Luckily, Teef practically lives in the parking lot—either to use his wife's car as his personal cannabis lounge, or to sit on the hood of his BMW like he's just... I don't even know... the biggest turd in the litter box.
Almost every time I happen to walk past the window and look out—day or night, rain or shine—he's out there; and it just makes me think of the Cyberdelia scene toward the beginning of the movie Hackers...


Sometimes he just sort of ambles around the lot like an absolute shadeball; and I'll play a game from the imagined point of view of someone else who doesn't pay as close attention to things around here as I do, and who might be watching him at that same moment but only for the very first time.
Exhibit A: Here he is on Sunday, nowhere near his own car and instead lurking around Keith's Mercedes for no discernible reason...
Whatchu be goin' near Keef's car for?
Feeling the Heat
Last night Riley had her first kickboxing class—which came about last week when Athennia went to pick her up at Kassie's, and Noelle pulled her aside and explained that Kassie was interested in trying it out but was too nervous to go alone.
Riley decided she'd at least give it a try; and so she'll be attending four sessions as part of a free trial to see whether it's something she wants to continue doing.
She said the first session was more intense than she had expected, but she still had fun over all.
And today, Athennia sent me a screenshot of her weather app... delivering a forecast so ridiculous I couldn't help but read it in Strong Bad's voice...

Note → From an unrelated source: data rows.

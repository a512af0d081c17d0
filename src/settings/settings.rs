use anyhow::{Result, anyhow};
use config::{Config, Environment, File};
use serde::Deserialize;
use std::collections::HashMap;

#[derive(Debug, Deserialize)]
pub struct Settings {
    pub log: Log,
    pub store: Store,
    pub oauth: OAuth,
}

#[derive(Debug, Deserialize)]
pub struct Log {
    pub filter: String,
}

#[derive(Deserialize)]
pub struct Store {
    pub backend: String, // "memory" or "mysql"
    #[serde(default)]
    pub dsn: Option<String>,
}

impl std::fmt::Debug for Store {
    fn fmt(&self, f: &mut std::fmt::Formatter<'_>) -> std::fmt::Result {
        f.debug_struct("Store")
            .field("backend", &self.backend)
            .field("dsn", &self.dsn.as_ref().map(|_| "<redacted>"))
            .finish()
    }
}

#[derive(Debug, Deserialize)]
pub struct OAuth {
    pub refresh_token_revoked_on_use: bool,
    #[serde(default)]
    pub refresh_token_revoke_in_secs: u64,
    #[serde(default = "default_true")]
    pub use_refresh_token: bool,
    /// Omit for non-expiring access tokens.
    #[serde(default)]
    pub access_token_expires_in_secs: Option<u64>,
    #[serde(default = "default_secret_strategy")]
    pub client_secret_strategy: String, // "plain", "sha256" or "argon2"
    /// Client uid to lifetime in seconds.
    #[serde(default)]
    pub custom_access_token_expires_in: HashMap<String, u64>,
}

fn default_true() -> bool {
    true
}

fn default_secret_strategy() -> String {
    "plain".to_string()
}

#[cfg(debug_assertions)]
const SETTINGS_PATH: &str = "settings/dev.toml";
#[cfg(not(debug_assertions))]
const SETTINGS_PATH: &str = "settings/release.toml";

pub fn parse_settings(path: Option<&str>) -> Result<Settings> {
    let path = path.unwrap_or(SETTINGS_PATH);

    let settings: Settings = Config::builder()
        .add_source(File::with_name(path))
        .add_source(Environment::with_prefix("TOKENROT").separator("__"))
        .build()
        .map_err(|e| anyhow!(e))?
        .try_deserialize()
        .map_err(|e| anyhow!(e))?;

    Ok(settings)
}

At least Athennia will have a comfortable week. While the rest of the country works off of the Fahrenheit scale, she prefers to use Hellsius.
Converting from Fahrenheit to Hellsius couldn't be simpler: There's none of that \(F = \frac{9}{5}C\) garbage like when you convert into Celsius.
That's because Hellsius is essentially just a binary distinction into one of two ranges: If it's 95 degrees Fahrenheit or below, it's "freezing"; and, if it's above 95, it's only "cold."
That's how my darling wife perceives world...
She could come home from work and I could say, "Honey, I'm so sorry about the smoke damage: Like a moron, I left a bar of tungsten sitting out unattended, thinking it would probably be fine; and then, wouldn't you know, the damn thing melted itself due to the sweltering temperatures in the kitchen, and then it set the table on fire, and then that spread halfway through the living room by the time I noticed the fire alarm going off."
And she would just say, "Brrr... it's chilly in here."
...You're saying it's chili? As in, it's absolutely hot as #$%^?
'Cause, we're... we're getting into triple digits here; and when it's a balmy 105 degrees, inside or out, "chilly" isn't necessarily the first word I'd reach for.
This afternoon, the guy who interviewed Athennia in person last week called her boss Brian. (I imagine it would've been sooner, except that Brian had been on vacation, and today was his first availability.)
I was really hoping maybe she'd have received an offer letter in time for us to report on; but I guess that'll have to wait until next month.
Until then...
Cats in Heat (or at Least Hot)
Lucky and Odin look like the Wicked Witch of the West, post-drench...

Penny figured she'd try hiding from the heat under a blanket. Good luck with that...




Two days in, Penny and Odin are over it...

Penny finally told me to just wake her up in November...


...but then she realized it was too hot to even fall asleep in the first place...

Once the temps go above 90, I don't have to fight with her about running the air conditioner anymore: It basically comes, so, should we perchance go ahead and turn it on now, or should we just all die?